[[ Entries supplied open ]]
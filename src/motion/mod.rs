//! Motion - Animation Parameter Tables
//!
//! Pure easing curves, enter presets and interaction mappings, plus the two
//! small bridges that turn them into GPUI animations and styles.
//!
//! ```text
//! AnimationStyle ──► Transition ──► gpui::Animation (eased delta)
//!       │                                   │
//!       └──────► sample(delta) ──► MotionTarget ──► apply_motion(element)
//! ```

pub mod easing;
pub mod interaction;
pub mod preset;

use std::time::Duration;

use gpui::{Animation, Styled, px};

pub use easing::Easing;
pub use interaction::{Interaction, InteractionPreset};
pub use preset::{AnimationStyle, MotionTarget, Transition};

/// Build a GPUI animation whose delta is already eased by `transition`.
///
/// GPUI has no notion of delay, so the delay is folded into the total
/// duration and the first part of the timeline holds at zero.
pub fn gpui_animation(transition: Transition) -> Animation {
    let total = transition.total().max(Duration::from_millis(1));
    Animation::new(total).with_easing(move |t| transition.progress(total.mul_f32(t)))
}

/// Apply opacity and offset of a motion target. Scale is left to callers
/// that know their own size.
pub fn apply_motion<E: Styled>(element: E, target: MotionTarget) -> E {
    element
        .relative()
        .left(px(target.offset_x))
        .top(px(target.offset_y))
        .opacity(target.opacity)
}
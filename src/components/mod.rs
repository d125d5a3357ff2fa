//! Components - Reusable UI Components
//!
//! Pure UI components. None of them do I/O; remote data reaches the grid
//! through the `DataSource` trait.

pub mod composite;
pub mod layout;
pub mod primitives;
//! Controls Feature - Buttons, Cards, Tooltips and Progress

pub mod page;
//! Easing curves
//!
//! Every curve maps progress in `[0, 1]` to eased progress, with
//! `apply(0) == 0` and `apply(1) == 1`. Back-out overshoots past 1 mid-way.

use serde::{Deserialize, Serialize};

/// Easing function type
#[derive(Debug, Clone, Copy, Default, PartialEq, Eq, Serialize, Deserialize)]
#[serde(rename_all = "snake_case")]
pub enum Easing {
    /// Constant speed
    Linear,
    /// Cubic acceleration
    EaseIn,
    /// Cubic deceleration
    #[default]
    EaseOut,
    /// Cubic acceleration then deceleration
    EaseInOut,
    /// Sharp exponential snap to target
    ExponentialOut,
    /// Slight overshoot before settling
    BackOut,
    /// Bouncing settle at the end
    BounceOut,
}

impl Easing {
    /// Applies the easing function to a progress value; input outside [0, 1] pins to the ends.
    #[must_use]
    pub fn apply(self, t: f32) -> f32 {
        if t <= 0.0 {
            return 0.0;
        }
        if t >= 1.0 {
            return 1.0;
        }

        match self {
            Self::Linear => t,
            Self::EaseIn => t * t * t,
            Self::EaseOut => 1.0 - (1.0 - t).powi(3),
            Self::EaseInOut => {
                if t < 0.5 {
                    4.0 * t * t * t
                } else {
                    1.0 - (-2.0 * t + 2.0).powi(3) / 2.0
                }
            }
            Self::ExponentialOut => 1.0 - 2.0_f32.powf(-10.0 * t),
            Self::BackOut => {
                const C1: f32 = 1.70158;
                const C3: f32 = C1 + 1.0;
                1.0 + C3 * (t - 1.0).powi(3) + C1 * (t - 1.0).powi(2)
            }
            Self::BounceOut => bounce_out(t),
        }
    }
}

fn bounce_out(t: f32) -> f32 {
    const N1: f32 = 7.5625;
    const D1: f32 = 2.75;

    if t < 1.0 / D1 {
        N1 * t * t
    } else if t < 2.0 / D1 {
        let t = t - 1.5 / D1;
        N1 * t * t + 0.75
    } else if t < 2.5 / D1 {
        let t = t - 2.25 / D1;
        N1 * t * t + 0.9375
    } else {
        let t = t - 2.625 / D1;
        N1 * t * t + 0.984375
    }
}

#[cfg(test)]
mod tests {
    use super::*;

    const ALL: [Easing; 7] = [
        Easing::Linear,
        Easing::EaseIn,
        Easing::EaseOut,
        Easing::EaseInOut,
        Easing::ExponentialOut,
        Easing::BackOut,
        Easing::BounceOut,
    ];

    #[test]
    fn test_endpoints_are_fixed() {
        for easing in ALL {
            assert!(easing.apply(0.0).abs() < 1e-4, "{easing:?} at 0");
            assert!((easing.apply(1.0) - 1.0).abs() < 1e-4, "{easing:?} at 1");
        }
    }

    #[test]
    fn test_input_is_clamped() {
        assert_eq!(Easing::Linear.apply(-3.0), 0.0);
        assert_eq!(Easing::Linear.apply(7.0), 1.0);
    }

    #[test]
    fn test_back_out_overshoots() {
        let peak = (1..100)
            .map(|i| Easing::BackOut.apply(i as f32 / 100.0))
            .fold(0.0_f32, f32::max);
        assert!(peak > 1.0);
    }

    #[test]
    fn test_ease_out_is_ahead_of_linear() {
        assert!(Easing::EaseOut.apply(0.3) > 0.3);
        assert!(Easing::EaseIn.apply(0.3) < 0.3);
    }
}
//! Domain - Configuration Types

pub mod config;

pub use config::{GridConfig, ToastConfig, UiConfig};
//! Animation presets
//!
//! Enter/exit animation styles expressed as pairs of motion targets plus a
//! transition. Components sample these with the progress GPUI hands to an
//! animation closure.

use std::time::Duration;

use serde::{Deserialize, Serialize};

use super::easing::Easing;
use crate::constants::ENTER_DURATION_MS;

/// Visual properties an animation drives
#[derive(Debug, Clone, Copy, PartialEq)]
pub struct MotionTarget {
    pub opacity: f32,
    pub offset_x: f32,
    pub offset_y: f32,
    pub scale: f32,
}

impl MotionTarget {
    /// Fully visible, untransformed
    pub const IDENTITY: Self = Self {
        opacity: 1.0,
        offset_x: 0.0,
        offset_y: 0.0,
        scale: 1.0,
    };

    /// Fully transparent, untransformed
    pub const HIDDEN: Self = Self {
        opacity: 0.0,
        ..Self::IDENTITY
    };

    pub fn with_offset(mut self, x: f32, y: f32) -> Self {
        self.offset_x = x;
        self.offset_y = y;
        self
    }

    pub fn with_scale(mut self, scale: f32) -> Self {
        self.scale = scale;
        self
    }

    /// Linear interpolation between two targets. `t` is not clamped so
    /// overshooting curves carry through.
    pub fn lerp(&self, to: &Self, t: f32) -> Self {
        let mix = |a: f32, b: f32| a + (b - a) * t;
        Self {
            opacity: mix(self.opacity, to.opacity).clamp(0.0, 1.0),
            offset_x: mix(self.offset_x, to.offset_x),
            offset_y: mix(self.offset_y, to.offset_y),
            scale: mix(self.scale, to.scale),
        }
    }
}

impl Default for MotionTarget {
    fn default() -> Self {
        Self::IDENTITY
    }
}

/// Timing for one animation
#[derive(Debug, Clone, Copy, PartialEq)]
pub struct Transition {
    pub duration: Duration,
    pub delay: Duration,
    pub easing: Easing,
}

impl Transition {
    pub fn new(duration: Duration, easing: Easing) -> Self {
        Self {
            duration,
            delay: Duration::ZERO,
            easing,
        }
    }

    pub fn with_delay(mut self, delay: Duration) -> Self {
        self.delay = delay;
        self
    }

    /// Wall time from start to settle, delay included
    pub fn total(&self) -> Duration {
        self.delay + self.duration
    }

    /// Eased progress after `elapsed` since the animation was triggered
    pub fn progress(&self, elapsed: Duration) -> f32 {
        if elapsed <= self.delay {
            return if self.duration.is_zero() && elapsed >= self.delay {
                1.0
            } else {
                0.0
            };
        }
        if self.duration.is_zero() {
            return 1.0;
        }
        let t = (elapsed - self.delay).as_secs_f32() / self.duration.as_secs_f32();
        self.easing.apply(t)
    }
}

impl Default for Transition {
    fn default() -> Self {
        Self::new(Duration::from_millis(ENTER_DURATION_MS), Easing::EaseOut)
    }
}

/// Entry animation styles
#[derive(Debug, Clone, Copy, Default, PartialEq, Eq, Serialize, Deserialize)]
#[serde(rename_all = "snake_case")]
pub enum AnimationStyle {
    /// No animation
    None,
    /// Opacity only
    #[default]
    Fade,
    /// Rises into place from below
    SlideUp,
    /// Drops into place from above
    SlideDown,
    /// Enters from the right edge moving left
    SlideLeft,
    /// Enters from the left edge moving right
    SlideRight,
    /// Grows from slightly smaller
    Scale,
    /// Falls in and bounces
    Bounce,
}

impl AnimationStyle {
    /// Where the element starts
    pub fn initial(self) -> MotionTarget {
        match self {
            Self::None => MotionTarget::IDENTITY,
            Self::Fade => MotionTarget::HIDDEN,
            Self::SlideUp => MotionTarget::HIDDEN.with_offset(0.0, 16.0),
            Self::SlideDown => MotionTarget::HIDDEN.with_offset(0.0, -16.0),
            Self::SlideLeft => MotionTarget::HIDDEN.with_offset(24.0, 0.0),
            Self::SlideRight => MotionTarget::HIDDEN.with_offset(-24.0, 0.0),
            Self::Scale => MotionTarget::HIDDEN.with_scale(0.92),
            Self::Bounce => MotionTarget::HIDDEN.with_offset(0.0, -24.0),
        }
    }

    /// Where the element settles
    pub fn animate(self) -> MotionTarget {
        MotionTarget::IDENTITY
    }

    pub fn transition(self) -> Transition {
        match self {
            Self::None => Transition::new(Duration::ZERO, Easing::Linear),
            Self::Bounce => Transition::new(Duration::from_millis(480), Easing::BounceOut),
            Self::Scale => Transition::new(Duration::from_millis(ENTER_DURATION_MS), Easing::BackOut),
            _ => Transition::default(),
        }
    }

    /// Target at raw animation progress `t` (already eased by the caller)
    pub fn sample(self, t: f32) -> MotionTarget {
        self.initial().lerp(&self.animate(), t)
    }

    /// Target after `elapsed` using this style's own transition
    pub fn at(self, elapsed: Duration) -> MotionTarget {
        self.sample(self.transition().progress(elapsed))
    }

    pub fn label(self) -> &'static str {
        match self {
            Self::None => "None",
            Self::Fade => "Fade",
            Self::SlideUp => "Slide up",
            Self::SlideDown => "Slide down",
            Self::SlideLeft => "Slide left",
            Self::SlideRight => "Slide right",
            Self::Scale => "Scale",
            Self::Bounce => "Bounce",
        }
    }

    pub fn all() -> &'static [AnimationStyle] {
        &[
            Self::None,
            Self::Fade,
            Self::SlideUp,
            Self::SlideDown,
            Self::SlideLeft,
            Self::SlideRight,
            Self::Scale,
            Self::Bounce,
        ]
    }
}

#[cfg(test)]
mod tests {
    use super::*;

    #[test]
    fn test_every_style_settles_at_identity() {
        for style in AnimationStyle::all() {
            let settled = style.at(style.transition().total() + Duration::from_millis(1));
            assert_eq!(settled, MotionTarget::IDENTITY, "{style:?}");
        }
    }

    #[test]
    fn test_slide_up_starts_below_and_hidden() {
        let start = AnimationStyle::SlideUp.at(Duration::ZERO);
        assert_eq!(start.opacity, 0.0);
        assert!(start.offset_y > 0.0);
    }

    #[test]
    fn test_none_style_is_immediate() {
        assert_eq!(AnimationStyle::None.at(Duration::ZERO), MotionTarget::IDENTITY);
    }

    #[test]
    fn test_transition_respects_delay() {
        let transition = Transition::new(Duration::from_millis(100), Easing::Linear)
            .with_delay(Duration::from_millis(50));
        assert_eq!(transition.progress(Duration::from_millis(40)), 0.0);
        let mid = transition.progress(Duration::from_millis(100));
        assert!((mid - 0.5).abs() < 1e-3);
        assert_eq!(transition.progress(Duration::from_millis(500)), 1.0);
    }

    #[test]
    fn test_lerp_clamps_opacity_only() {
        let from = MotionTarget::HIDDEN.with_offset(0.0, 10.0);
        let over = from.lerp(&MotionTarget::IDENTITY, 1.2);
        assert_eq!(over.opacity, 1.0);
        assert!(over.offset_y < 0.0);
    }

    #[test]
    fn test_style_parses_from_snake_case() {
        #[derive(Deserialize)]
        struct Holder {
            style: AnimationStyle,
        }
        let holder: Holder = toml::from_str("style = \"slide_left\"").expect("parse");
        assert_eq!(holder.style, AnimationStyle::SlideLeft);
    }
}
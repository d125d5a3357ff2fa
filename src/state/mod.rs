//! State - GPUI Entity State Modules
//!
//! State that outlives a single render: the toast store and its timers.

pub mod dismiss_timer;
pub mod toast;
pub mod toast_state;

pub use dismiss_timer::{DismissTimer, TimerPhase};
pub use toast::{Toast, ToastId, ToastItem, ToastPosition, ToastSeverity};
pub use toast_state::{ToastStore, dismiss_toast, show_toast};
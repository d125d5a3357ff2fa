//! Filter, sort and paginate
//!
//! ```text
//! rows ──filter (AND + global)──► matches ──stable sort──► ordered ──slice──► page
//! ```
//!
//! Everything here is pure: the same rows and query always give the same page.

use ahash::AHashMap;
use tracing::warn;

use super::column::Column;
use super::data_source::FetchRequest;
use super::filter::{ColumnFilter, FilterState};
use super::pagination::PaginationState;
use super::sort::{SortDirection, SortKey, SortState, compare_keys};
use super::value::CellValue;

/// Sort, filter and page state for one grid
#[derive(Debug, Clone, Default, PartialEq)]
pub struct GridQuery {
    pub sort: SortState,
    pub filters: FilterState,
    pub pagination: PaginationState,
}

impl GridQuery {
    pub fn new(pagination: PaginationState, multi_sort: bool) -> Self {
        Self {
            sort: SortState::new(multi_sort),
            filters: FilterState::new(),
            pagination,
        }
    }

    /// Header click. Unsortable columns are ignored and return `None`.
    pub fn toggle_sort<R: 'static>(&mut self, column: &Column<R>) -> Option<SortDirection> {
        if !column.sortable {
            return None;
        }
        let direction = self.sort.toggle(column.id.clone());
        self.pagination.reset();
        Some(direction)
    }

    pub fn set_filter(&mut self, filter: ColumnFilter) {
        self.filters.set(filter);
        self.pagination.reset();
    }

    pub fn remove_filter(&mut self, column_id: &str) -> bool {
        let removed = self.filters.remove(column_id);
        if removed {
            self.pagination.reset();
        }
        removed
    }

    pub fn set_global_filter(&mut self, text: impl Into<String>) {
        self.filters.set_global(text);
        self.pagination.reset();
    }

    pub fn clear_filters(&mut self) {
        self.filters.clear();
        self.pagination.reset();
    }

    pub fn set_page(&mut self, page: usize) {
        self.pagination.set_page(page);
    }

    /// Go to a page within `total` rows and return the page actually kept
    pub fn go_to_page(&mut self, page: usize, total: usize) -> usize {
        self.pagination.set_page(page);
        self.pagination.clamp(total);
        self.pagination.page()
    }

    pub fn set_page_size(&mut self, page_size: usize) -> bool {
        self.pagination.set_page_size(page_size)
    }

    /// Request for a server-side source
    pub fn to_request(&self) -> FetchRequest {
        FetchRequest {
            page: self.pagination.page(),
            page_size: self.pagination.page_size(),
            sort: self.sort.keys().to_vec(),
            filters: self.filters.filters().cloned().collect(),
            global_filter: self.filters.global().map(str::to_string),
        }
    }

    /// Rebuild a query from a request, the inverse of [`to_request`](Self::to_request)
    pub fn from_request(request: &FetchRequest) -> Self {
        let mut query = Self::new(PaginationState::new(request.page_size), true);
        query.sort.set_keys(request.sort.clone());
        for filter in &request.filters {
            query.filters.set(filter.clone());
        }
        if let Some(global) = &request.global_filter {
            query.filters.set_global(global.clone());
        }
        query.pagination.set_page(request.page);
        query
    }
}

/// One rendered page plus the totals the pager needs
#[derive(Debug)]
pub struct PageResult<'a, R> {
    pub rows: Vec<&'a R>,
    /// Rows matching the filters, across all pages
    pub total: usize,
    /// Page actually shown after clamping
    pub page: usize,
    pub total_pages: usize,
}

/// Column lookup by id
struct ColumnIndex<'c, R> {
    by_id: AHashMap<&'c str, &'c Column<R>>,
}

impl<'c, R: 'static> ColumnIndex<'c, R> {
    fn new(columns: &'c [Column<R>]) -> Self {
        Self {
            by_id: columns.iter().map(|c| (c.id.as_str(), c)).collect(),
        }
    }

    /// Value for a column id; an unknown column reads as null
    fn value(&self, column_id: &str, row: &R) -> CellValue {
        self.by_id
            .get(column_id)
            .map(|column| column.value(row))
            .unwrap_or_default()
    }

    fn accepts(&self, filter: &ColumnFilter, row: &R) -> bool {
        match self.by_id.get(filter.column_id.as_str()) {
            Some(column) => column.accepts(&column.value(row), filter),
            None => false,
        }
    }
}

/// Rows passing every column filter and the global filter, in input order
pub fn filter_rows<'a, R: 'static>(
    rows: &'a [R],
    columns: &[Column<R>],
    filters: &FilterState,
) -> Vec<&'a R> {
    if filters.is_empty() {
        return rows.iter().collect();
    }
    let index = ColumnIndex::new(columns);
    for filter in filters.filters() {
        if !index.by_id.contains_key(filter.column_id.as_str()) {
            warn!(column = %filter.column_id, "Filter on unknown column matches nothing");
        }
    }
    let global = filters.global().map(str::to_lowercase);

    rows.iter()
        .filter(|row| filters.filters().all(|filter| index.accepts(filter, row)))
        .filter(|row| match &global {
            Some(needle) => columns
                .iter()
                .filter(|column| column.visible)
                .any(|column| column.value(row).display().to_lowercase().contains(needle)),
            None => true,
        })
        .collect()
}

/// Stable sort by the active keys. Values are extracted once per row.
pub fn sort_rows<R: 'static>(rows: &mut Vec<&R>, columns: &[Column<R>], sort: &SortState) {
    let keys: Vec<&SortKey> = sort
        .keys()
        .iter()
        .filter(|key| key.direction != SortDirection::None)
        .collect();
    if keys.is_empty() || rows.len() < 2 {
        return;
    }
    let index = ColumnIndex::new(columns);
    let owned_keys: Vec<SortKey> = keys.into_iter().cloned().collect();

    let mut decorated: Vec<(Vec<CellValue>, &R)> = rows
        .drain(..)
        .map(|row| {
            let values = owned_keys
                .iter()
                .map(|key| index.value(&key.column_id, row))
                .collect();
            (values, row)
        })
        .collect();
    decorated.sort_by(|(a, _), (b, _)| compare_keys(a, b, &owned_keys));
    rows.extend(decorated.into_iter().map(|(_, row)| row));
}

/// Filter, sort and slice out the current page
pub fn run_pipeline<'a, R: 'static>(
    rows: &'a [R],
    columns: &[Column<R>],
    query: &GridQuery,
) -> PageResult<'a, R> {
    let mut matched = filter_rows(rows, columns, &query.filters);
    sort_rows(&mut matched, columns, &query.sort);

    let total = matched.len();
    let total_pages = query.pagination.total_pages(total);
    let page = query.pagination.page().clamp(1, total_pages);
    let range = query.pagination.range(total);
    let rows = matched.drain(range).collect();

    PageResult {
        rows,
        total,
        page,
        total_pages,
    }
}

#[cfg(test)]
mod tests {
    use super::*;
    use crate::components::composite::data_grid::filter::FilterOperator;

    #[derive(Debug, Clone, PartialEq)]
    struct Person {
        name: &'static str,
        age: Option<i64>,
        team: &'static str,
    }

    fn person(name: &'static str, age: Option<i64>, team: &'static str) -> Person {
        Person { name, age, team }
    }

    fn columns() -> Vec<Column<Person>> {
        vec![
            Column::new("name", "Name", |p: &Person| p.name.into()).sortable(),
            Column::new("age", "Age", |p: &Person| p.age.into()).sortable(),
            Column::new("team", "Team", |p: &Person| p.team.into()).hidden(),
        ]
    }

    fn people() -> Vec<Person> {
        vec![
            person("carol", Some(41), "red"),
            person("Alice", Some(30), "blue"),
            person("bob", None, "red"),
            person("dave", Some(30), "blue"),
            person("Erin", Some(25), "red"),
        ]
    }

    fn names(rows: &[&Person]) -> Vec<&'static str> {
        rows.iter().map(|p| p.name).collect()
    }

    fn query(page_size: usize) -> GridQuery {
        GridQuery::new(PaginationState::new(page_size), false)
    }

    #[test]
    fn test_numbers_sort_ascending() {
        let rows = [3_i64, 1, 2];
        let columns = vec![Column::new("v", "V", |v: &i64| CellValue::Int(*v)).sortable()];
        let mut q = query(10);
        q.toggle_sort(&columns[0]);
        let page = run_pipeline(&rows, &columns, &q);
        assert_eq!(page.rows, vec![&1, &2, &3]);
    }

    #[test]
    fn test_text_sort_ignores_case() {
        let rows = people();
        let mut q = query(10);
        q.toggle_sort(&columns()[0]);
        let page = run_pipeline(&rows, &columns(), &q);
        assert_eq!(names(&page.rows), vec!["Alice", "bob", "carol", "dave", "Erin"]);
    }

    #[test]
    fn test_descending_reverses_distinct_values() {
        let rows = people();
        let cols = columns();
        let mut q = query(10);
        q.toggle_sort(&cols[0]);
        let asc = names(&run_pipeline(&rows, &cols, &q).rows);
        q.toggle_sort(&cols[0]);
        let mut desc = names(&run_pipeline(&rows, &cols, &q).rows);
        desc.reverse();
        assert_eq!(asc, desc);
    }

    #[test]
    fn test_sort_is_stable_and_nulls_last() {
        let rows = people();
        let cols = columns();
        let mut q = query(10);
        q.toggle_sort(&cols[1]);
        assert_eq!(
            names(&run_pipeline(&rows, &cols, &q).rows),
            vec!["Erin", "Alice", "dave", "carol", "bob"]
        );
        q.toggle_sort(&cols[1]);
        assert_eq!(
            names(&run_pipeline(&rows, &cols, &q).rows),
            vec!["carol", "Alice", "dave", "Erin", "bob"]
        );
    }

    #[test]
    fn test_unsortable_column_is_noop() {
        let cols = columns();
        let mut q = query(10);
        assert_eq!(q.toggle_sort(&cols[2]), None);
        assert!(q.sort.is_empty());
    }

    #[test]
    fn test_filters_are_conjunctive() {
        let rows = people();
        let cols = columns();
        let mut q = query(10);
        q.set_filter(ColumnFilter::new("age", FilterOperator::GreaterThan, 26_i64));
        q.set_filter(ColumnFilter::new("name", FilterOperator::Contains, "a"));
        let page = run_pipeline(&rows, &cols, &q);
        assert_eq!(names(&page.rows), vec!["carol", "Alice", "dave"]);
        assert_eq!(page.total, 3);
    }

    #[test]
    fn test_filtering_is_idempotent() {
        let rows = people();
        let cols = columns();
        let mut filters = FilterState::new();
        filters.set(ColumnFilter::new("name", FilterOperator::StartsWith, "d"));
        let once: Vec<Person> = filter_rows(&rows, &cols, &filters)
            .into_iter()
            .cloned()
            .collect();
        let twice = filter_rows(&once, &cols, &filters);
        assert_eq!(names(&twice), vec!["dave"]);
        assert_eq!(twice.len(), once.len());
    }

    #[test]
    fn test_global_filter_skips_hidden_columns() {
        let rows = people();
        let cols = columns();
        let mut filters = FilterState::new();
        filters.set_global("RED");
        assert!(filter_rows(&rows, &cols, &filters).is_empty());
        filters.set_global("ER");
        assert_eq!(names(&filter_rows(&rows, &cols, &filters)), vec!["Erin"]);
    }

    #[test]
    fn test_filter_on_unknown_column_matches_nothing() {
        let rows = people();
        let mut filters = FilterState::new();
        filters.set(ColumnFilter::new("missing", FilterOperator::Equals, "x"));
        assert!(filter_rows(&rows, &columns(), &filters).is_empty());
    }

    #[test]
    fn test_pages_concatenate_to_full_result() {
        let rows: Vec<i64> = (0..23).collect();
        let cols = vec![Column::new("v", "V", |v: &i64| CellValue::Int(*v)).sortable()];
        let mut q = query(5);
        q.toggle_sort(&cols[0]);
        q.toggle_sort(&cols[0]);

        let total_pages = run_pipeline(&rows, &cols, &q).total_pages;
        assert_eq!(total_pages, 5);
        let mut all = Vec::new();
        for page in 1..=total_pages {
            q.set_page(page);
            all.extend(run_pipeline(&rows, &cols, &q).rows.into_iter().copied());
        }
        let expected: Vec<i64> = (0..23).rev().collect();
        assert_eq!(all, expected);
    }

    #[test]
    fn test_changes_reset_to_first_page() {
        let cols = columns();
        let mut q = query(2);
        q.set_page(3);
        q.set_filter(ColumnFilter::new("name", FilterOperator::Contains, "a"));
        assert_eq!(q.pagination.page(), 1);

        q.set_page(2);
        q.set_global_filter("x");
        assert_eq!(q.pagination.page(), 1);

        q.set_page(2);
        q.toggle_sort(&cols[0]);
        assert_eq!(q.pagination.page(), 1);

        q.set_page(2);
        q.set_page_size(5);
        assert_eq!(q.pagination.page(), 1);
    }

    #[test]
    fn test_empty_result_has_one_page() {
        let rows: Vec<Person> = Vec::new();
        let mut q = query(10);
        q.set_page(4);
        let page = run_pipeline(&rows, &columns(), &q);
        assert!(page.rows.is_empty());
        assert_eq!((page.page, page.total_pages, page.total), (1, 1, 0));
    }

    #[test]
    fn test_request_round_trips_query() {
        let cols = columns();
        let mut q = GridQuery::new(PaginationState::new(5), true);
        q.toggle_sort(&cols[0]);
        q.toggle_sort(&cols[1]);
        q.set_filter(ColumnFilter::between("age", 20_i64, 40_i64));
        q.set_global_filter("a");
        q.set_page(2);
        assert_eq!(GridQuery::from_request(&q.to_request()).to_request(), q.to_request());
    }

    #[test]
    fn test_go_to_page_reports_clamped_page() {
        let mut q = query(2);
        assert_eq!(q.go_to_page(9, 5), 3);
        assert_eq!(q.pagination.page(), 3);
        assert_eq!(q.go_to_page(0, 5), 1);
        assert_eq!(q.go_to_page(2, 0), 1);
    }
}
[[ Entries supplied closed ]]
→ **Task description**
Collect every line above that contains the word "return".

→ **Answer below**
            return 0.0;
            return 1.0;
            return if self.duration.is_zero() && elapsed >= self.delay {
            return 1.0;
    /// Header click. Unsortable columns are ignored and return `None`.
            return None;
    /// Go to a page within `total` rows and return the page actually kept
        return rows.iter().collect();
        return;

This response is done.